#### [Activity]
Please return every line below that contains the string "PseudoArgument".

*** Opening of Records shown ***

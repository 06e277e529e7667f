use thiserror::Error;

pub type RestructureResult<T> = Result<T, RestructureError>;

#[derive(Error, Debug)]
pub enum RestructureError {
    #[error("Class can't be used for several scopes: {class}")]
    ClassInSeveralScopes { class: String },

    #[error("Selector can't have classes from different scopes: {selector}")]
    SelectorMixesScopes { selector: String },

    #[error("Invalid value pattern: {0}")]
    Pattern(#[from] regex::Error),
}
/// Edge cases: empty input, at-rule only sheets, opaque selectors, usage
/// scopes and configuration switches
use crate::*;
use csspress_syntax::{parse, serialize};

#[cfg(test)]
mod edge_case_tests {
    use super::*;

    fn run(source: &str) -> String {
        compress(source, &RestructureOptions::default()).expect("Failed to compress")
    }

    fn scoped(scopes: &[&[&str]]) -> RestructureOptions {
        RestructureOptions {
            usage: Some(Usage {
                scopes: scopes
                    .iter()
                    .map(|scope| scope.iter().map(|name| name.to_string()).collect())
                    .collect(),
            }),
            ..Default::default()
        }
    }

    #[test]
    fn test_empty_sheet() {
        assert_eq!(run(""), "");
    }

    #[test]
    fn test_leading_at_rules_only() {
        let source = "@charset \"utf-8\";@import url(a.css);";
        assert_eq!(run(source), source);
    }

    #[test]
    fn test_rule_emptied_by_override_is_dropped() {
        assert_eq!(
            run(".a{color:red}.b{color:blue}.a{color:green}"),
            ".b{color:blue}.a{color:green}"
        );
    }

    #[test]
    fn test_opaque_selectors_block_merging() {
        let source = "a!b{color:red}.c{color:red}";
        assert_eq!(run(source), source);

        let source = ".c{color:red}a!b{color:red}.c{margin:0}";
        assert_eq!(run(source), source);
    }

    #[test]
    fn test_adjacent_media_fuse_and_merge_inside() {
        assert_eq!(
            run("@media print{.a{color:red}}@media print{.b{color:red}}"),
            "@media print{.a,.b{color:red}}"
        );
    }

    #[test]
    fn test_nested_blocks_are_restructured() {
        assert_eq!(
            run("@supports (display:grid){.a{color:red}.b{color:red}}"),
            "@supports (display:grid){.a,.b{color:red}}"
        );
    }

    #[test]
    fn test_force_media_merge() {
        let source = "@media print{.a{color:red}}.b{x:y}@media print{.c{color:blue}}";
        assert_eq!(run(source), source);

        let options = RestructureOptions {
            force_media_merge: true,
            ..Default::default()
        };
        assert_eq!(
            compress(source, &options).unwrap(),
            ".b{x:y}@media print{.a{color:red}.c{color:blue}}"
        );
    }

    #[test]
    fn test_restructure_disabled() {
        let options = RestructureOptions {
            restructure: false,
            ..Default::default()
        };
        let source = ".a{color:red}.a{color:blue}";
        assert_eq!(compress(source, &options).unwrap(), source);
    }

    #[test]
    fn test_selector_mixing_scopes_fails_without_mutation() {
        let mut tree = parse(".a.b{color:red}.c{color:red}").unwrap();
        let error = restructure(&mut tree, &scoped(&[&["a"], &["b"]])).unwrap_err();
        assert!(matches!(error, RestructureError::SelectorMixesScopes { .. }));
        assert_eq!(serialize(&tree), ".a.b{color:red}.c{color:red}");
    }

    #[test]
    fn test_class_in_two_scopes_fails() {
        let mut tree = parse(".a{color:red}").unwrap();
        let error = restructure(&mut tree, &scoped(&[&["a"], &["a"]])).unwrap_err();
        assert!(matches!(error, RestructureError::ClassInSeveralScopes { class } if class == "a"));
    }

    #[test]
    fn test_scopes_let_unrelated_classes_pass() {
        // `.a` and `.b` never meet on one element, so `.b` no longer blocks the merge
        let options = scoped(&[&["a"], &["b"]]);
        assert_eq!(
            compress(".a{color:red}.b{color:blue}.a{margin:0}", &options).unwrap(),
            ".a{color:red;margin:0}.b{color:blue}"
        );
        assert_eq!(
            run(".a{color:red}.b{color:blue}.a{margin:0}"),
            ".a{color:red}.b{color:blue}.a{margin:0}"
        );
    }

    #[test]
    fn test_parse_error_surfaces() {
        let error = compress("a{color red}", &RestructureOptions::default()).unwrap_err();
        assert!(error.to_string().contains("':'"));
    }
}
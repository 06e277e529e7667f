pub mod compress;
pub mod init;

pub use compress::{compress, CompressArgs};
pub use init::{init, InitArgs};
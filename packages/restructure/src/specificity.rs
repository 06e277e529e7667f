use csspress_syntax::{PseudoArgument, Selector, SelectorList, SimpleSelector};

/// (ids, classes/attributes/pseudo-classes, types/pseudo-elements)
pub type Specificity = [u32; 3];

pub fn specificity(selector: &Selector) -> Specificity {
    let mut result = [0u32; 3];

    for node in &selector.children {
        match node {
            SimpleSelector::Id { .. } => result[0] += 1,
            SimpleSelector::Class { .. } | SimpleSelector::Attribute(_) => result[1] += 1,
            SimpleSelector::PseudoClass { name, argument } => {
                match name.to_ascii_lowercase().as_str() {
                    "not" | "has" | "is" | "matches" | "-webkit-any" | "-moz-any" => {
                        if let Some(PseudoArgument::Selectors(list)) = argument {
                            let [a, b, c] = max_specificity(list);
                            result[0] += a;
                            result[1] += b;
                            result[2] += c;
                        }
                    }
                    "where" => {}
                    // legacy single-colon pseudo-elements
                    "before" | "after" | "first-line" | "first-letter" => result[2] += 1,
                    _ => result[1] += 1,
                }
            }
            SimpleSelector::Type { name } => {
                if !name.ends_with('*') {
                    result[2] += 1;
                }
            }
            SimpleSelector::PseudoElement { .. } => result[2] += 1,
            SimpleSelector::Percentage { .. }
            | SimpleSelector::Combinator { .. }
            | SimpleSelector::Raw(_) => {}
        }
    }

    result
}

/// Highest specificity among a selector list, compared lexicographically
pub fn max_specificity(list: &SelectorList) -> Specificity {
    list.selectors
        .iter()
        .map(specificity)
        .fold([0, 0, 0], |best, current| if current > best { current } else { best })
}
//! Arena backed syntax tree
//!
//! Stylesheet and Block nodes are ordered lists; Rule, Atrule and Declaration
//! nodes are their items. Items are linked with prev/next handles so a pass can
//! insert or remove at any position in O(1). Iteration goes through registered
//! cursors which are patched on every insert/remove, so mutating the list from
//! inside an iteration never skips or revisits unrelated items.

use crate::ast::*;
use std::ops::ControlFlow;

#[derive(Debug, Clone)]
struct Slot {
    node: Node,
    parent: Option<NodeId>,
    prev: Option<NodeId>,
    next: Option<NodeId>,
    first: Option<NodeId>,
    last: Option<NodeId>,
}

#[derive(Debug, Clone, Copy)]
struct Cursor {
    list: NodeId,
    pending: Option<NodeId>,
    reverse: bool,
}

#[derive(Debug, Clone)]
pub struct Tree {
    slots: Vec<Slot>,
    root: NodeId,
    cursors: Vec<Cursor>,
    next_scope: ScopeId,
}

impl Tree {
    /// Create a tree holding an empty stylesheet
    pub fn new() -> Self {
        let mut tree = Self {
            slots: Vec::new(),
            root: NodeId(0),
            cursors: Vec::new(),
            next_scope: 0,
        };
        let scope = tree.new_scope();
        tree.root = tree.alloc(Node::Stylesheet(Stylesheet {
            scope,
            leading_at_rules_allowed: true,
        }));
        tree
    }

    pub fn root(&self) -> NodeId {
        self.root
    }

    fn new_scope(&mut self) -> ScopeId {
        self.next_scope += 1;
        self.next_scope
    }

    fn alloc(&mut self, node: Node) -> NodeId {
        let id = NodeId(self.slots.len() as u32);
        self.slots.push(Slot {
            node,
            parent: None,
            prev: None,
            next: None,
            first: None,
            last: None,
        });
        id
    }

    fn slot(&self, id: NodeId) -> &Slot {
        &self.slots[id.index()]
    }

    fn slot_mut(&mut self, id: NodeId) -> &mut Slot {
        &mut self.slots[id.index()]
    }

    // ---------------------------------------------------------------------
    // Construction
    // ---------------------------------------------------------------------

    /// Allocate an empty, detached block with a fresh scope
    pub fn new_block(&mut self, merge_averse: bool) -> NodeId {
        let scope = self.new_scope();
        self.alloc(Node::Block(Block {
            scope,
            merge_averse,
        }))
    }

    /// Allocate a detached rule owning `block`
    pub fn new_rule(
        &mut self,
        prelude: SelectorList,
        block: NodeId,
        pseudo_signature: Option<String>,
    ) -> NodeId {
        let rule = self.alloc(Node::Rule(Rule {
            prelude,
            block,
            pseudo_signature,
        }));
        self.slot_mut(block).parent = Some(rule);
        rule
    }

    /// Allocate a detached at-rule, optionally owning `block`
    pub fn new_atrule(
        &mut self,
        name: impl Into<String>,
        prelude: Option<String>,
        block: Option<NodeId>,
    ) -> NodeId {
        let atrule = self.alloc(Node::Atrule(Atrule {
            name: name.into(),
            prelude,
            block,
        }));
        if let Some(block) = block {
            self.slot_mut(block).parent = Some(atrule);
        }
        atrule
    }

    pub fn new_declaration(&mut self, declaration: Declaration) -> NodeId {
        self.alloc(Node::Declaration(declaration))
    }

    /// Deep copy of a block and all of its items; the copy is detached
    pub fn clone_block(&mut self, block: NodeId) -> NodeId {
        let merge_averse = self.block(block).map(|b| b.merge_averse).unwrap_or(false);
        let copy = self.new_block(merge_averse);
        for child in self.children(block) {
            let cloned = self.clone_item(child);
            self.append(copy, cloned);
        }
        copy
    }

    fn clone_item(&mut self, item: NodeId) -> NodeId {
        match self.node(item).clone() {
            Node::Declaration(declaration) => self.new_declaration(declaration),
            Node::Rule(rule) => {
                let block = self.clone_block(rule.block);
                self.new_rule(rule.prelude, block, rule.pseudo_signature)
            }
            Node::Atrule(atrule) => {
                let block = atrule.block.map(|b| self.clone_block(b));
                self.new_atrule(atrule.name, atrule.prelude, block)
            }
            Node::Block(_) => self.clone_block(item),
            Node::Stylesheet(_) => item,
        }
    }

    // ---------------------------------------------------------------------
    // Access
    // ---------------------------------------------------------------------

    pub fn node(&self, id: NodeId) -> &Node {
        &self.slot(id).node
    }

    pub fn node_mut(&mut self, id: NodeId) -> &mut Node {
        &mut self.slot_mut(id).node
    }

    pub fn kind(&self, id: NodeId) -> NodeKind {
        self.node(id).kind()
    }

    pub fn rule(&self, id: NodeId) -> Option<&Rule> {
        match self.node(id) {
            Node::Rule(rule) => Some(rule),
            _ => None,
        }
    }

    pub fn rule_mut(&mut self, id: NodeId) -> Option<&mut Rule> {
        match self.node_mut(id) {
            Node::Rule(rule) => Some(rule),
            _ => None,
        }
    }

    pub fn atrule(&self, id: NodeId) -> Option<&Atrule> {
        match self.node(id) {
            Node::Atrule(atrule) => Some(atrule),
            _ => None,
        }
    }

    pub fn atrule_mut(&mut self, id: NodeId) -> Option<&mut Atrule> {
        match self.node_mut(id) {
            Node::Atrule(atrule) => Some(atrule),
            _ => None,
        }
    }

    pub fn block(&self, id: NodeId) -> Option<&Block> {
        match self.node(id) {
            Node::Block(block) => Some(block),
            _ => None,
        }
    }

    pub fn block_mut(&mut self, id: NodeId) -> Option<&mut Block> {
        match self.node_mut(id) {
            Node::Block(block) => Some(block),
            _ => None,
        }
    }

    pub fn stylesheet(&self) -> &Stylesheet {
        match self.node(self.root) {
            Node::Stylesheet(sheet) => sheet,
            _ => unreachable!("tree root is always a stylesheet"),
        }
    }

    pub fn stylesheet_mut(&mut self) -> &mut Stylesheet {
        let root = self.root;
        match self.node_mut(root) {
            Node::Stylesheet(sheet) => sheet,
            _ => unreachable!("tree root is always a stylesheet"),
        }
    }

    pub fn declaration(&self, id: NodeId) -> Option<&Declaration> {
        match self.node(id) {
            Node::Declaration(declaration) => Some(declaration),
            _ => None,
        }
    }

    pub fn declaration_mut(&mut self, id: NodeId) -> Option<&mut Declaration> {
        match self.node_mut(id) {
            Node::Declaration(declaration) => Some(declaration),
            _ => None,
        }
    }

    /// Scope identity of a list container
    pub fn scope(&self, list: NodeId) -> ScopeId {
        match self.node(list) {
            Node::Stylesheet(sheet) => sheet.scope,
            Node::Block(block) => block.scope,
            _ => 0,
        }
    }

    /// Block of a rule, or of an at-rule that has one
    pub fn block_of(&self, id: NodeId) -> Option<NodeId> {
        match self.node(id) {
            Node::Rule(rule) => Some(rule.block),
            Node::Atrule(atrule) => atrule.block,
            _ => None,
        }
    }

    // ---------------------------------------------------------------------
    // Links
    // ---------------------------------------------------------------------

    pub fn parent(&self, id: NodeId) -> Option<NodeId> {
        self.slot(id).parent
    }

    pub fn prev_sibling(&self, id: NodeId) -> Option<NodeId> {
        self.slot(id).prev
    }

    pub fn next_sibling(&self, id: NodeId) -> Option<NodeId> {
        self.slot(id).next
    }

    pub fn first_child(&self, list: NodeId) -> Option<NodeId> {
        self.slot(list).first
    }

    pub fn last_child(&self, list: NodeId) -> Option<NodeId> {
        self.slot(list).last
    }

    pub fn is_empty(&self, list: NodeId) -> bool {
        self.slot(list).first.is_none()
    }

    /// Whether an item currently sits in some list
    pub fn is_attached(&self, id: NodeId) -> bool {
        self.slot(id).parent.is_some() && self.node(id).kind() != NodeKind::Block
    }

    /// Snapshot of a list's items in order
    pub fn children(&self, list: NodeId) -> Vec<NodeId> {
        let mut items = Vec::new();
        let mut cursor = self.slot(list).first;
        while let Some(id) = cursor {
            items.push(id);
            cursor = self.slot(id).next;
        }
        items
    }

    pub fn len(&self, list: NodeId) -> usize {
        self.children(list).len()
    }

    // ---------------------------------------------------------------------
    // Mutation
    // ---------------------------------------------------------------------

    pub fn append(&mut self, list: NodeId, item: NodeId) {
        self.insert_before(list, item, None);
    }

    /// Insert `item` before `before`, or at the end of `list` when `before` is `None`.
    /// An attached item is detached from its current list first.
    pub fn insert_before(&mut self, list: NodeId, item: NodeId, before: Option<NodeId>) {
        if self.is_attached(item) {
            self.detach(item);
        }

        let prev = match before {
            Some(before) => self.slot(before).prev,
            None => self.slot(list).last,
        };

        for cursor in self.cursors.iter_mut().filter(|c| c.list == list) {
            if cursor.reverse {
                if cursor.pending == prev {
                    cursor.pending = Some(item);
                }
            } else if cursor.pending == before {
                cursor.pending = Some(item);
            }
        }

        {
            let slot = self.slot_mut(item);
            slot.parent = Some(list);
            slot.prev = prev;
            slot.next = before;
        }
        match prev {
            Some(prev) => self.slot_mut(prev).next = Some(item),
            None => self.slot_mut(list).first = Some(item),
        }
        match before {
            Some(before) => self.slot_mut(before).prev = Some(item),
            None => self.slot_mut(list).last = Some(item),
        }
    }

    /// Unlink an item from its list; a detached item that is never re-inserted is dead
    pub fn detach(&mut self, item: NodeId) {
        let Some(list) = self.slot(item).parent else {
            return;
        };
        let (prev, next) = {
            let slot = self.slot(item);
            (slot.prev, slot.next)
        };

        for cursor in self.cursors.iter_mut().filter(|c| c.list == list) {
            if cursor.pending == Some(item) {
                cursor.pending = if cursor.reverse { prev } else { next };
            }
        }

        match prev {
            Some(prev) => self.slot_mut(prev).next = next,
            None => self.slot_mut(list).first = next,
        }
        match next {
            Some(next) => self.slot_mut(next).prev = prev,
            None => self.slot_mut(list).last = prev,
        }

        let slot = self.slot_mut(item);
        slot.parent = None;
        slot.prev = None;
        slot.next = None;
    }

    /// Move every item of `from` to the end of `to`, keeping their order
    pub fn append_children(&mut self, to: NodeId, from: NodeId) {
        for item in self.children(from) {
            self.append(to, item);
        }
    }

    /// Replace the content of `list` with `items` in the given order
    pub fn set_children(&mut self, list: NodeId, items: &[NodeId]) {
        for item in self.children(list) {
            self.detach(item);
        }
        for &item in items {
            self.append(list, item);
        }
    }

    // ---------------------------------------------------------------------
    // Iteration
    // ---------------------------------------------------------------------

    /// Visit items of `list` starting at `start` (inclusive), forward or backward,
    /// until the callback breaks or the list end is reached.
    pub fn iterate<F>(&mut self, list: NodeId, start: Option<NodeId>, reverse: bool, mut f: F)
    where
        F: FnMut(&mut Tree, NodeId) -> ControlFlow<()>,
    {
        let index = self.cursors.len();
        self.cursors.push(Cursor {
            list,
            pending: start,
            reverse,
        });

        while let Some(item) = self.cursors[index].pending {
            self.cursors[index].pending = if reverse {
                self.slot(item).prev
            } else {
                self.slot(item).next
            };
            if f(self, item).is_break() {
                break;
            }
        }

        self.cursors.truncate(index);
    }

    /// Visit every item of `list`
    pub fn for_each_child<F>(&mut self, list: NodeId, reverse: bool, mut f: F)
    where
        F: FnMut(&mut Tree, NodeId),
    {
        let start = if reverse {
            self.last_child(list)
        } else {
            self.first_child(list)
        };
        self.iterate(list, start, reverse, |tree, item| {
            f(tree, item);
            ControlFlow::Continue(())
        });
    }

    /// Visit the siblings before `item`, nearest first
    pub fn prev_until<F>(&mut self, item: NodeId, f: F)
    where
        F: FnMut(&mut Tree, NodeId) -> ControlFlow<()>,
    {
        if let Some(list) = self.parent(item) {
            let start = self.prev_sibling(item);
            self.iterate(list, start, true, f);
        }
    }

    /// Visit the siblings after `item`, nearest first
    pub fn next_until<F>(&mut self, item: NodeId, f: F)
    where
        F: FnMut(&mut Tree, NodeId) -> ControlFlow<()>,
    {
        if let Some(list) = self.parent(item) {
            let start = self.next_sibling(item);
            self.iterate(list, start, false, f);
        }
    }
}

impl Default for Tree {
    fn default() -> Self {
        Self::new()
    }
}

*** Close of Records shown ***

#### [Response box]
use csspress_syntax::{PseudoArgument, Selector, SelectorList, SimpleSelector};
                        if let Some(PseudoArgument::Selectors(list)) = argument {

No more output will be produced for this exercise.